Now we can test drugs on actual tumors, not 2D sheets of cells.
HeLa cells under a microscope (image not from 3D printing study). Image: Pablo Ramdhor/Flickr
For the first time ever, scientists have 3D printed a cancer tumor in order to study how to kill it.
Growing cancer cells in a laboratory is nothing new—it’s often how new drugs are tested before they hit clinical trials. But those cultures are grown on petri dishes, where they’re unable to become actual “tumors” and are instead simply sheets of 2D cells. That means that a drug might work on cancer cells in a lab, but once it’s tested on an actual tumor, the three dimensional structure of it can throw in some added kinks that makes it ineffective. Wei Sun of Drexel University saw that the 3D printing of living cells has improved enough to make printing of actual tumors a viable possibility.

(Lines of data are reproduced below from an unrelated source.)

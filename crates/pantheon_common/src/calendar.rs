//! Month-grid calendar: day cells with bucketed events.
//!
//! The grid is a pure function of the reference month, the today/
//! selected markers, and the event list; it owns no state beyond its
//! own output and is rebuilt whenever any input changes. Event instants
//! are UTC and bucket by UTC calendar day.

use chrono::{Datelike, NaiveDate};
use serde::{Deserialize, Serialize};

use crate::types::CalendarEvent;

/// Maximum events shown inline per day cell; the rest collapse behind
/// a "+N more" indicator. Display truncation only: the cell keeps the
/// full list.
pub const EVENT_DISPLAY_CAP: usize = 3;

/// Sunday-first weekday header labels.
pub const WEEKDAY_LABELS: [&str; 7] = ["Sun", "Mon", "Tue", "Wed", "Thu", "Fri", "Sat"];

const MONTH_NAMES: [&str; 12] = [
    "January",
    "February",
    "March",
    "April",
    "May",
    "June",
    "July",
    "August",
    "September",
    "October",
    "November",
    "December",
];

/// One cell of the rendered month grid: either leading padding or a
/// day of the month with its events.
#[derive(Debug, Clone, Default, PartialEq, Serialize, Deserialize)]
pub struct DayCell {
    /// Day of month (1-based); `None` for padding cells.
    pub day: Option<u32>,
    pub is_today: bool,
    pub is_selected: bool,
    /// Events on this day, ascending by start time.
    pub events: Vec<CalendarEvent>,
}

impl DayCell {
    /// Events to show inline, plus the count collapsed behind the
    /// "+N more" indicator.
    pub fn preview(&self) -> (&[CalendarEvent], usize) {
        let shown = self.events.len().min(EVENT_DISPLAY_CAP);
        (&self.events[..shown], self.events.len() - shown)
    }
}

/// A built month view: leading padding cells followed by one cell per
/// day of the month, in order.
#[derive(Debug, Clone, PartialEq, Serialize, Deserialize)]
pub struct MonthGrid {
    pub year: i32,
    pub month: u32,
    pub cells: Vec<DayCell>,
}

impl MonthGrid {
    /// Build the grid for the month containing `reference`, using the
    /// real current date for the today marker.
    pub fn build(
        reference: NaiveDate,
        selected_day: Option<u32>,
        events: &[CalendarEvent],
    ) -> Self {
        let today = chrono::Utc::now().date_naive();
        Self::build_with_today(reference, today, selected_day, events)
    }

    /// Build with an explicit `today`, for deterministic callers and
    /// tests.
    pub fn build_with_today(
        reference: NaiveDate,
        today: NaiveDate,
        selected_day: Option<u32>,
        events: &[CalendarEvent],
    ) -> Self {
        let year = reference.year();
        let month = reference.month();
        let days = days_in_month(year, month);
        let offset = first_weekday_offset(year, month);

        let mut cells = Vec::with_capacity(offset + days as usize);
        for _ in 0..offset {
            cells.push(DayCell::default());
        }
        for day in 1..=days {
            cells.push(DayCell {
                day: Some(day),
                is_today: today.year() == year && today.month() == month && today.day() == day,
                is_selected: selected_day == Some(day),
                events: Vec::new(),
            });
        }

        let mut grid = Self { year, month, cells };
        grid.bucket_events(offset, events);
        grid
    }

    fn bucket_events(&mut self, offset: usize, events: &[CalendarEvent]) {
        for event in events {
            if !event.is_well_formed() {
                tracing::warn!("Skipping event ending before it starts: {}", event.subject);
                continue;
            }
            let date = event.start.date_naive();
            // An event outside the viewed month belongs to no cell here.
            if date.year() != self.year || date.month() != self.month {
                continue;
            }
            let index = offset + date.day() as usize - 1;
            if let Some(cell) = self.cells.get_mut(index) {
                cell.events.push(event.clone());
            }
        }
        for cell in &mut self.cells {
            cell.events.sort_by_key(|e| e.start);
        }
    }

    /// Events bucketed on the given day of this grid's month, in start
    /// order. Unknown days yield an empty slice.
    pub fn events_for_day(&self, day: u32) -> &[CalendarEvent] {
        self.cells
            .iter()
            .find(|c| c.day == Some(day))
            .map(|c| c.events.as_slice())
            .unwrap_or(&[])
    }

    /// Count of real (non-padding) day cells.
    pub fn day_count(&self) -> u32 {
        self.cells.iter().filter(|c| c.day.is_some()).count() as u32
    }

    /// Count of leading padding cells.
    pub fn leading_offset(&self) -> usize {
        self.cells.iter().take_while(|c| c.day.is_none()).count()
    }
}

/// Number of days in the given month, leap years included. Invalid
/// month numbers yield 0 rather than panicking.
pub fn days_in_month(year: i32, month: u32) -> u32 {
    let Some(first) = NaiveDate::from_ymd_opt(year, month, 1) else {
        return 0;
    };
    next_month(first).signed_duration_since(first).num_days() as u32
}

/// Weekday index (Sunday = 0) of day 1 of the given month.
pub fn first_weekday_offset(year: i32, month: u32) -> usize {
    NaiveDate::from_ymd_opt(year, month, 1)
        .map(|d| d.weekday().num_days_from_sunday() as usize)
        .unwrap_or(0)
}

/// Day 1 of the following month, wrapping December into January.
pub fn next_month(date: NaiveDate) -> NaiveDate {
    let (year, month) = if date.month() == 12 {
        (date.year() + 1, 1)
    } else {
        (date.year(), date.month() + 1)
    };
    NaiveDate::from_ymd_opt(year, month, 1).unwrap_or(date)
}

/// Day 1 of the preceding month, wrapping January into December.
pub fn previous_month(date: NaiveDate) -> NaiveDate {
    let (year, month) = if date.month() == 1 {
        (date.year() - 1, 12)
    } else {
        (date.year(), date.month() - 1)
    };
    NaiveDate::from_ymd_opt(year, month, 1).unwrap_or(date)
}

/// English month name for the grid header.
pub fn month_name(date: NaiveDate) -> &'static str {
    MONTH_NAMES[date.month0() as usize]
}

#[cfg(test)]
mod tests {
    use super::*;
    use chrono::{TimeZone, Utc};

    fn date(year: i32, month: u32, day: u32) -> NaiveDate {
        NaiveDate::from_ymd_opt(year, month, day).unwrap()
    }

    fn event(year: i32, month: u32, day: u32, hour: u32, subject: &str) -> CalendarEvent {
        let start = Utc.with_ymd_and_hms(year, month, day, hour, 0, 0).unwrap();
        CalendarEvent {
            start,
            end: start + chrono::Duration::hours(1),
            subject: subject.to_string(),
            location: None,
            preview: None,
        }
    }

    #[test]
    fn leap_year_february_has_29_cells() {
        let grid = MonthGrid::build_with_today(date(2024, 2, 1), date(2024, 2, 10), None, &[]);
        assert_eq!(grid.day_count(), 29);
        // Feb 1 2024 is a Thursday: four leading padding cells.
        assert_eq!(grid.leading_offset(), 4);
        assert_eq!(grid.cells.len(), 4 + 29);
    }

    #[test]
    fn common_year_february_has_28_cells() {
        let grid = MonthGrid::build_with_today(date(2023, 2, 1), date(2023, 2, 10), None, &[]);
        assert_eq!(grid.day_count(), 28);
        // Feb 1 2023 is a Wednesday.
        assert_eq!(grid.leading_offset(), 3);
    }

    #[test]
    fn today_and_selected_markers() {
        let grid =
            MonthGrid::build_with_today(date(2024, 3, 15), date(2024, 3, 7), Some(12), &[]);
        let today_cell = grid.cells.iter().find(|c| c.is_today).unwrap();
        assert_eq!(today_cell.day, Some(7));
        let selected_cell = grid.cells.iter().find(|c| c.is_selected).unwrap();
        assert_eq!(selected_cell.day, Some(12));
    }

    #[test]
    fn today_marker_requires_same_month_and_year() {
        let grid =
            MonthGrid::build_with_today(date(2024, 3, 15), date(2024, 4, 15), None, &[]);
        assert!(grid.cells.iter().all(|c| !c.is_today));
    }

    #[test]
    fn events_bucket_to_their_day_sorted_by_start() {
        let events = vec![
            event(2024, 3, 5, 15, "late"),
            event(2024, 3, 5, 9, "early"),
            event(2024, 3, 20, 12, "other day"),
        ];
        let grid = MonthGrid::build_with_today(date(2024, 3, 1), date(2024, 3, 1), None, &events);

        let day5 = grid.events_for_day(5);
        assert_eq!(day5.len(), 2);
        assert_eq!(day5[0].subject, "early");
        assert_eq!(day5[1].subject, "late");
        assert_eq!(grid.events_for_day(20).len(), 1);
        assert_eq!(grid.events_for_day(6).len(), 0);
    }

    #[test]
    fn events_outside_viewed_month_never_leak() {
        // Viewing April (30 days); a May 31 event must not clip onto
        // any April cell, and neither may adjacent-month events.
        let events = vec![
            event(2024, 5, 31, 10, "day 31 of next month"),
            event(2024, 3, 30, 10, "previous month"),
            event(2023, 4, 15, 10, "same month, previous year"),
        ];
        let grid = MonthGrid::build_with_today(date(2024, 4, 1), date(2024, 4, 1), None, &events);
        assert!(grid.cells.iter().all(|c| c.events.is_empty()));
    }

    #[test]
    fn malformed_events_are_skipped() {
        let start = Utc.with_ymd_and_hms(2024, 3, 5, 10, 0, 0).unwrap();
        let backwards = CalendarEvent {
            start,
            end: start - chrono::Duration::hours(2),
            subject: "time travel".to_string(),
            location: None,
            preview: None,
        };
        let grid =
            MonthGrid::build_with_today(date(2024, 3, 1), date(2024, 3, 1), None, &[backwards]);
        assert_eq!(grid.events_for_day(5).len(), 0);
    }

    #[test]
    fn preview_caps_display_without_losing_data() {
        let events: Vec<CalendarEvent> = (8..13)
            .map(|hour| event(2024, 3, 5, hour, "standup"))
            .collect();
        let grid = MonthGrid::build_with_today(date(2024, 3, 1), date(2024, 3, 1), None, &events);
        let cell = grid
            .cells
            .iter()
            .find(|c| c.day == Some(5))
            .unwrap();
        let (shown, overflow) = cell.preview();
        assert_eq!(shown.len(), EVENT_DISPLAY_CAP);
        assert_eq!(overflow, 2);
        assert_eq!(cell.events.len(), 5);
    }

    #[test]
    fn month_lengths() {
        assert_eq!(days_in_month(2024, 1), 31);
        assert_eq!(days_in_month(2024, 4), 30);
        assert_eq!(days_in_month(2024, 2), 29);
        assert_eq!(days_in_month(2100, 2), 28); // century, not a leap year
        assert_eq!(days_in_month(2000, 2), 29); // quadricentennial is
    }

    #[test]
    fn month_navigation_wraps_year_boundaries() {
        assert_eq!(next_month(date(2024, 12, 25)), date(2025, 1, 1));
        assert_eq!(previous_month(date(2025, 1, 3)), date(2024, 12, 1));

        // Round-trip lands back in the same month at day 1.
        for month in 1..=12 {
            let start = date(2024, month, 17);
            let round_trip = previous_month(next_month(start));
            assert_eq!(round_trip.month(), start.month());
            assert_eq!(round_trip.year(), start.year());
            assert_eq!(round_trip.day(), 1);
        }
    }

    #[test]
    fn month_names_and_labels() {
        assert_eq!(month_name(date(2024, 1, 5)), "January");
        assert_eq!(month_name(date(2024, 12, 5)), "December");
        assert_eq!(WEEKDAY_LABELS[0], "Sun");
    }
}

In a paper published in the Institute of Physics’ journal Biofabrication, Sun describes the advantages of creating actual tumors (that simulate cervical cancer) over testing drugs on single 2D-layers of cells.

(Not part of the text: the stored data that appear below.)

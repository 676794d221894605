//! Wire protocol types for the dashboard backend.
//!
//! Field names mirror the backend's JSON (camelCase). The backend is
//! the authority for users, jobs, people, counters, and XP awards;
//! these types only describe what crosses the wire.

use serde::{Deserialize, Serialize};
use std::collections::BTreeMap;

use crate::types::SkillKind;

/// XP granted per skill by a batch action.
pub type XpAwarded = BTreeMap<SkillKind, u64>;

/// Result of a batch job application.
#[derive(Debug, Clone, Default, Serialize, Deserialize)]
#[serde(rename_all = "camelCase")]
pub struct BatchApplyOutcome {
    /// Ids the backend confirmed as newly applied.
    #[serde(default)]
    pub succeeded_ids: Vec<String>,
    #[serde(default)]
    pub xp_awarded: XpAwarded,
    /// Informational messages to surface verbatim, in order.
    #[serde(default)]
    pub notifications: Vec<String>,
}

/// A generated outreach message. Immutable once drafted: a later send
/// uses the captured subject and body even if the live collection has
/// moved on.
#[derive(Debug, Clone, PartialEq, Eq, Serialize, Deserialize)]
#[serde(rename_all = "camelCase")]
pub struct MessageDraft {
    pub target_id: String,
    pub subject: String,
    pub body: String,
}

/// Per-target delivery status.
#[derive(Debug, Clone, Copy, PartialEq, Eq, Serialize, Deserialize)]
#[serde(rename_all = "lowercase")]
pub enum SendStatus {
    Success,
    Failure,
}

/// Result of a batch send or follow-up.
#[derive(Debug, Clone, Default, Serialize, Deserialize)]
#[serde(rename_all = "camelCase")]
pub struct BatchSendOutcome {
    /// Delivery status keyed by target id.
    #[serde(default)]
    pub results_by_target_id: BTreeMap<String, SendStatus>,
    #[serde(default)]
    pub xp_awarded: XpAwarded,
    #[serde(default)]
    pub notifications: Vec<String>,
}

/// Result of a manual XP grant (the external action that completes a
/// manual quest).
#[derive(Debug, Clone, Serialize, Deserialize)]
#[serde(rename_all = "camelCase")]
pub struct XpAddOutcome {
    pub skill: SkillKind,
    pub new_level: u32,
    pub new_xp: u64,
    pub total_level: u32,
}
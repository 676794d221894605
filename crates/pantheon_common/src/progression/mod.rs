//! Skill progression: XP curve, radar normalization, daily quest derivation.
//!
//! Everything here is a pure transform over immutable snapshots. The
//! backend owns the counters and awards the XP; this module only
//! derives presentation state and is safe to re-evaluate on every poll.

pub mod levels;
pub mod quests;

pub use levels::{normalized_radar_value, overall_level, progress_fraction, required_xp};
pub use quests::{derive_quests, CounterField, Quest, QuestDef, QuestTarget, QUEST_DEFS};
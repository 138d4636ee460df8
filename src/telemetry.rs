//! Tracing and diagnostics bootstrap shared by demos and long-running hosts.
//!
//! Libraries embedding the indexer normally install their own subscriber;
//! these helpers exist so demos and small hosts get the same setup without
//! repeating it.

use tracing_error::ErrorLayer;
use tracing_subscriber::fmt::format::FmtSpan;
use tracing_subscriber::{EnvFilter, fmt, layer::SubscriberExt, util::SubscriberInitExt};

/// Installs the env-filtered fmt subscriber with span-lifecycle events and
/// the error layer. A no-op when a global subscriber is already set.
pub fn init_tracing() {
    let fmt_layer = fmt::layer()
        .with_target(false)
        .with_file(false)
        .with_line_number(false)
        // Log span open/close so instrumented reindex runs are visible.
        .with_span_events(FmtSpan::NEW | FmtSpan::CLOSE);

    let filter = EnvFilter::try_from_default_env()
        .or_else(|_| EnvFilter::try_new("info,contentsmith=info"))
        .expect("default env filter is valid");

    let _ = tracing_subscriber::registry()
        .with(filter)
        .with(fmt_layer)
        .with(ErrorLayer::default())
        .try_init();
}

/// Pretty panic reports via miette.
pub fn init_miette() {
    miette::set_panic_hook();
}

“Comparisons of 3D and 2D results reveal that the HeLa cells showed a higher proliferation rate in the printed 3D environment and tended to form cellular spheroids, but formed monolayer cell sheets in the 2D culture. HeLa cells in 3D printed models also showed higher protein expression and higher chemoresistance than those in 2D culture. The results also reveal that the printed 3D models have more simulated tumor characteristics compared with the 2D planar cell culture models.”
For those of you interested in microbial trivia, HeLa cells are named after Henrietta Lacks, the woman from whom the first “immortal” cell line was created for laboratory research. Basically, HeLa cells are the ones we understand best, because they were the first we ever worked with in a lab.
The top series of photos shows a 2D model, the bottom is a 3D model, which is obviously much more developed. Image: Biofabrication.
The results are pretty impressive: In a human body, cancer cells reproduce at an astounding rate, which is what makes cancer so deadly and difficult to treat. Actually killing the cells often isn’t the problem, targeting the tumor is. In a 2D lab scenario, neither of those problems are addressed.
3D printing raises some of its own problems—the actual process is quite violent (on a cellular level)—at first, it was difficult to create living cells in the correct formations without killing many of them. But, eventually, Sun was able to figure out a method in which more than 90 percent of the printed cells remained viable.
The key to studying cancer in a lab is creating what's known as “replicative immortality,” a hallmark of cancer that basically means that, once a tumor starts dividing and growing, it’s not going to stop.
“Enabling replicative immortality is one of the crucial cancer hallmarks, but tumor cell proliferation in 2D plates was inevitably inhibited by the area of the growth surface,” Sun wrote. In the 3D model, that problem is not fully solved, because once the tumor “floats way” from its growth substance, the tumor experiences “abundant cell loss.” But still, the 3D model is much more realistic (and can grow much larger) than a 2D version.
“Compared with the 2D planar culture, the additional dimensionality of 3D culture leads to differences in cell activities, including morphology, proliferation, and gene and protein expression,” Sun wrote. Basically, the tumor behaves more like a tumor. When you’re trying to find a cure for cancer, that’s huge.